According to Abū Ḥanīfah, there is no expiation for wilful murder, but ash-Shāfiʿī maintains that expiation is incumbent as an act of piety.

(2) Qatl shibhu ʾl-ʿAmd (قتل شبه العمد‎), or “manslaughter,” or, as Hamilton more correctly renders it, “A semblance of wilful murder, is when the perpetrator strike a man with something which is neither a weapon nor serves as such.”

The argument adduced by Abū Ḥanīfah is a saying of the Prophet: “Killing with a rod or stick is not murder, but only manslaughter, and the fine for it is a hundred camels, payable within three years.”

Manslaughter is held to be sinful and to require expiation, and it excludes the manslayer from inheriting the property of the slain.

(3) Qatlu ʾl-K͟hat̤āʾ (قتل الخطاء‎), or “homicide by misadventure,” is of two kinds: error in intention, and error in the act. Error in the act is where a person intends a particular act, and another act is thereby occasioned; as where, for instance, a person shoots an arrow at a mark and it hits a man. Error in intention, on the other hand, is where the mistake occurs not in the act, but with respect to the subject; as where a person shoots an arrow at a man supposing him to be game; or at a Muslim, supposing him to be a hostile infidel. The slayer by misadventure is required to free a Muslim slave, or fast two months successively, and to pay a fine within three years. He is also excluded from inheriting the property of the slain.
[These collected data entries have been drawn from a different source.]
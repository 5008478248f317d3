// Copyright 2025 Google LLC
//
// Licensed under the Apache License, Version 2.0 (the "License");
// you may not use this file except in compliance with the License.
// You may obtain a copy of the License at
//
//     https://www.apache.org/licenses/LICENSE-2.0
//
// Unless required by applicable law or agreed to in writing, software
// distributed under the License is distributed on an "AS IS" BASIS,
// WITHOUT WARRANTIES OR CONDITIONS OF ANY KIND, either express or implied.
// See the License for the specific language governing permissions and
// limitations under the License.

//! The messages used by the Vision API.
//!
//! The JSON representation of these messages follows the protobuf JSON
//! mapping: fields use `camelCase` names, default values are omitted, and
//! `bytes` fields are base64 encoded.

#![allow(rustdoc::bare_urls)]

fn is_default<T: Default + PartialEq>(v: &T) -> bool {
    *v == T::default()
}

// ProductSearch resources

/// A ProductSet contains Products. A ProductSet can contain a maximum of 1
/// million reference images. If the limit is exceeded, periodic indexing will
/// fail.
#[derive(Clone, Debug, Default, PartialEq, serde::Deserialize, serde::Serialize)]
#[serde(default, rename_all = "camelCase")]
#[non_exhaustive]
pub struct ProductSet {
    /// The resource name of the ProductSet.
    ///
    /// Format is:
    /// `projects/PROJECT_ID/locations/LOC_ID/productSets/PRODUCT_SET_ID`.
    ///
    /// This field is ignored when creating a ProductSet.
    #[serde(skip_serializing_if = "std::string::String::is_empty")]
    pub name: std::string::String,

    /// The user-provided name for this ProductSet. Must not be empty. Must be at
    /// most 4096 characters long.
    #[serde(skip_serializing_if = "std::string::String::is_empty")]
    pub display_name: std::string::String,

    /// If there was an error with indexing the product set, the field
    /// is populated.
    ///
    /// This field is ignored when creating a ProductSet.
    #[serde(skip_serializing_if = "std::option::Option::is_none")]
    pub index_error: std::option::Option<gax::error::rpc::Status>,
}

impl ProductSet {
    /// Creates a new, default initialized, instance.
    pub fn new() -> Self {
        std::default::Default::default()
    }

    /// Sets the value of [name][ProductSet::name].
    pub fn set_name<T: std::convert::Into<std::string::String>>(mut self, v: T) -> Self {
        self.name = v.into();
        self
    }

    /// Sets the value of [display_name][ProductSet::display_name].
    pub fn set_display_name<T: std::convert::Into<std::string::String>>(mut self, v: T) -> Self {
        self.display_name = v.into();
        self
    }

    /// Sets the value of [index_error][ProductSet::index_error].
    pub fn set_index_error<T>(mut self, v: T) -> Self
    where
        T: std::convert::Into<gax::error::rpc::Status>,
    {
        self.index_error = std::option::Option::Some(v.into());
        self
    }

    /// Sets or clears the value of [index_error][ProductSet::index_error].
    pub fn set_or_clear_index_error<T>(mut self, v: std::option::Option<T>) -> Self
    where
        T: std::convert::Into<gax::error::rpc::Status>,
    {
        self.index_error = v.map(|x| x.into());
        self
    }
}

impl wkt::message::Message for ProductSet {
    fn typename() -> &'static str {
        "type.googleapis.com/google.cloud.vision.v1.ProductSet"
    }
}

/// A Product contains ReferenceImages.
#[derive(Clone, Debug, Default, PartialEq, serde::Deserialize, serde::Serialize)]
#[serde(default, rename_all = "camelCase")]
#[non_exhaustive]
pub struct Product {
    /// The resource name of the product.
    ///
    /// Format is:
    /// `projects/PROJECT_ID/locations/LOC_ID/products/PRODUCT_ID`.
    ///
    /// This field is ignored when creating a product.
    #[serde(skip_serializing_if = "std::string::String::is_empty")]
    pub name: std::string::String,

    /// The user-provided name for this Product. Must not be empty. Must be at most
    /// 4096 characters long.
    #[serde(skip_serializing_if = "std::string::String::is_empty")]
    pub display_name: std::string::String,

    /// User-provided metadata to be stored with this product. Must be at most 4096
    /// characters long.
    #[serde(skip_serializing_if = "std::string::String::is_empty")]
    pub description: std::string::String,

    /// Immutable. The category for the product identified by the reference image.
    /// This should be one of "homegoods-v2", "apparel-v2", "toys-v2",
    /// "packagedgoods-v1" or "general-v1".
    #[serde(skip_serializing_if = "std::string::String::is_empty")]
    pub product_category: std::string::String,

    /// Key-value pairs that can be attached to a product. At query time,
    /// constraints can be specified based on the product_labels.
    #[serde(skip_serializing_if = "std::vec::Vec::is_empty")]
    pub product_labels: std::vec::Vec<crate::model::product::KeyValue>,
}

impl Product {
    /// Creates a new, default initialized, instance.
    pub fn new() -> Self {
        std::default::Default::default()
    }

    /// Sets the value of [name][Product::name].
    pub fn set_name<T: std::convert::Into<std::string::String>>(mut self, v: T) -> Self {
        self.name = v.into();
        self
    }

    /// Sets the value of [display_name][Product::display_name].
    pub fn set_display_name<T: std::convert::Into<std::string::String>>(mut self, v: T) -> Self {
        self.display_name = v.into();
        self
    }

    /// Sets the value of [description][Product::description].
    pub fn set_description<T: std::convert::Into<std::string::String>>(mut self, v: T) -> Self {
        self.description = v.into();
        self
    }

    /// Sets the value of [product_category][Product::product_category].
    pub fn set_product_category<T: std::convert::Into<std::string::String>>(mut self, v: T) -> Self {
        self.product_category = v.into();
        self
    }

    /// Sets the value of [product_labels][Product::product_labels].
    pub fn set_product_labels<T, V>(mut self, v: T) -> Self
    where
        T: std::iter::IntoIterator<Item = V>,
        V: std::convert::Into<crate::model::product::KeyValue>,
    {
        use std::iter::Iterator;
        self.product_labels = v.into_iter().map(|i| i.into()).collect();
        self
    }
}

impl wkt::message::Message for Product {
    fn typename() -> &'static str {
        "type.googleapis.com/google.cloud.vision.v1.Product"
    }
}

/// Defines additional types related to [Product].
pub mod product {
    #[allow(unused_imports)]
    use super::*;

    /// A product label represented as a key-value pair.
    #[derive(Clone, Debug, Default, PartialEq, serde::Deserialize, serde::Serialize)]
    #[serde(default, rename_all = "camelCase")]
    #[non_exhaustive]
    pub struct KeyValue {
        /// The key of the label attached to the product. Cannot be empty and cannot
        /// exceed 128 bytes.
        #[serde(skip_serializing_if = "std::string::String::is_empty")]
        pub key: std::string::String,

        /// The value of the label attached to the product. Cannot be empty and
        /// cannot exceed 128 bytes.
        #[serde(skip_serializing_if = "std::string::String::is_empty")]
        pub value: std::string::String,
    }

    impl KeyValue {
        /// Creates a new, default initialized, instance.
        pub fn new() -> Self {
            std::default::Default::default()
        }

        /// Sets the value of [key][KeyValue::key].
        pub fn set_key<T: std::convert::Into<std::string::String>>(mut self, v: T) -> Self {
            self.key = v.into();
            self
        }

        /// Sets the value of [value][KeyValue::value].
        pub fn set_value<T: std::convert::Into<std::string::String>>(mut self, v: T) -> Self {
            self.value = v.into();
            self
        }
    }

    impl wkt::message::Message for KeyValue {
        fn typename() -> &'static str {
            "type.googleapis.com/google.cloud.vision.v1.product.KeyValue"
        }
    }
}

/// A `ReferenceImage` represents a product image and its associated metadata,
/// such as bounding boxes.
#[derive(Clone, Debug, Default, PartialEq, serde::Deserialize, serde::Serialize)]
#[serde(default, rename_all = "camelCase")]
#[non_exhaustive]
pub struct ReferenceImage {
    /// The resource name of the reference image.
    ///
    /// Format is:
    /// `projects/PROJECT_ID/locations/LOC_ID/products/PRODUCT_ID/referenceImages/IMAGE_ID`.
    ///
    /// This field is ignored when creating a reference image.
    #[serde(skip_serializing_if = "std::string::String::is_empty")]
    pub name: std::string::String,

    /// Required. The Google Cloud Storage URI of the reference image.
    ///
    /// The URI must start with `gs://`.
    #[serde(skip_serializing_if = "std::string::String::is_empty")]
    pub uri: std::string::String,

    /// Optional. Bounding polygons around the areas of interest in the reference
    /// image. If this field is empty, the system will try to detect regions of
    /// interest.
    #[serde(skip_serializing_if = "std::vec::Vec::is_empty")]
    pub bounding_polys: std::vec::Vec<crate::model::BoundingPoly>,
}
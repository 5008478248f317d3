// Copyright 2025 Google LLC
//
// Licensed under the Apache License, Version 2.0 (the "License");
// you may not use this file except in compliance with the License.
// You may obtain a copy of the License at
//
//     https://www.apache.org/licenses/LICENSE-2.0
//
// Unless required by applicable law or agreed to in writing, software
// distributed under the License is distributed on an "AS IS" BASIS,
// WITHOUT WARRANTIES OR CONDITIONS OF ANY KIND, either express or implied.
// See the License for the specific language governing permissions and
// limitations under the License.

//! Defines the trait for polling backoff policies and common implementations.
//!
//! The client libraries poll long-running operations (LROs) until completion.
//! Between polls they back off to avoid overloading the service. Polling
//! backoff policies do not use jitter, the wait periods are deterministic.
//!
//! The most common implementation is truncated [exponential backoff]. The
//! backoff period grows exponentially until some limit is reached. This works
//! well when the expected execution time is not known in advance. Use
//! [FixedInterval] when the service documents a recommended polling period.
//!
//! To configure the default polling backoff policy for a client, use
//! [ClientConfig::set_polling_backoff_policy]. To configure the polling
//! backoff policy used for a specific request, use
//! [RequestOptionsBuilder::with_polling_backoff_policy].
//!
//! [ClientConfig::set_polling_backoff_policy]: crate::client_config::ClientConfig::set_polling_backoff_policy
//! [RequestOptionsBuilder::with_polling_backoff_policy]: crate::options::RequestOptionsBuilder::with_polling_backoff_policy
//!
//! # Example
//! ```
//! # use vision_gax::exponential_backoff::Error;
//! # use vision_gax::exponential_backoff::ExponentialBackoffBuilder;
//! use std::time::Duration;
//!
//! let policy = ExponentialBackoffBuilder::new()
//!     .with_initial_delay(Duration::from_millis(100))
//!     .with_maximum_delay(Duration::from_secs(5))
//!     .with_scaling(4.0)
//!     .build()?;
//! // `policy` implements the `PollingBackoffPolicy` trait.
//! # Ok::<(), Error>(())
//! ```
//!
//! [exponential backoff]: https://en.wikipedia.org/wiki/Exponential_backoff

use crate::polling_state::PollingState;
use std::sync::Arc;
use std::time::Duration;

/// Defines the trait implemented by all polling backoff strategies.
pub trait PollingBackoffPolicy: Send + Sync + std::fmt::Debug {
    /// Returns the delay before the next poll.
    ///
    /// The polling loop calls this method before each `GetOperation` request.
    /// `state.attempt_count` is the number of requests made so far, it is zero
    /// before the first poll.
    fn wait_period(&self, state: &PollingState) -> Duration;
}

/// A helper type to use [PollingBackoffPolicy] in client and request options.
#[derive(Clone, Debug)]
pub struct PollingBackoffPolicyArg(pub(crate) Arc<dyn PollingBackoffPolicy>);

impl<T: PollingBackoffPolicy + 'static> std::convert::From<T> for PollingBackoffPolicyArg {
    fn from(value: T) -> Self {
        Self(Arc::new(value))
    }
}

impl std::convert::From<Arc<dyn PollingBackoffPolicy>> for PollingBackoffPolicyArg {
    fn from(value: Arc<dyn PollingBackoffPolicy>) -> Self {
        Self(value)
    }
}

impl std::convert::From<PollingBackoffPolicyArg> for Arc<dyn PollingBackoffPolicy> {
    fn from(value: PollingBackoffPolicyArg) -> Self {
        value.0
    }
}

/// Waits the same period between every poll.
///
/// # Example
/// ```
/// # use vision_gax::polling_backoff_policy::*;
/// # use vision_gax::polling_state::PollingState;
/// use std::time::Duration;
/// let policy = FixedInterval::new(Duration::from_secs(5));
/// let state = PollingState::default().set_attempt_count(10_u32);
/// assert_eq!(policy.wait_period(&state), Duration::from_secs(5));
/// ```
#[derive(Clone, Debug)]
pub struct FixedInterval {
    period: Duration,
}

impl FixedInterval {
    /// Creates a policy that always waits `period` between polls.
    pub fn new<T: Into<Duration>>(period: T) -> Self {
        Self {
            period: period.into(),
        }
    }
}

impl PollingBackoffPolicy for FixedInterval {
    fn wait_period(&self, _state: &PollingState) -> Duration {
        self.period
    }
}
(4) Qatl qāʾim maqāma ʾl-K͟hat̤āʾ (قتل قائم مقام الخطاء‎), or “homicide of a similar nature to homicide by misadventure,” is where, for example, a person walking in his sleep falls upon another, so as to kill him by the fall. It is subject to the same rules with homicide by misadventure.

(5) Qatl bi-Sabab (قتل بسبب‎), or, “homicide by intermediate cause,” is where, for instance, a man digs a well, or sets up a stone, and another falls into the well, or over the stone, and dies. In this case a fine must be paid, but it does not exclude from inheritance, nor does it require expiation.

No special mention is made in either the Qurʾān or in Muḥammadan law books, of taking the life by poison. (The same remark applies to the Mosaic law. See Smith’s Dictionary of the Bible, Article “Murder.”)

With regard to retaliation, a freeman is slain for a freeman, and a slave for a slave; a freeman is also slain for the wilful murder of a slave the property of another.

According to Abū Ḥanīfah, a Muslim is put to death for killing an unbeliever, but ash-Shāfiʿī maintains otherwise, because the Prophet said, “A Muslim shall not suffer death for an unbeliever.”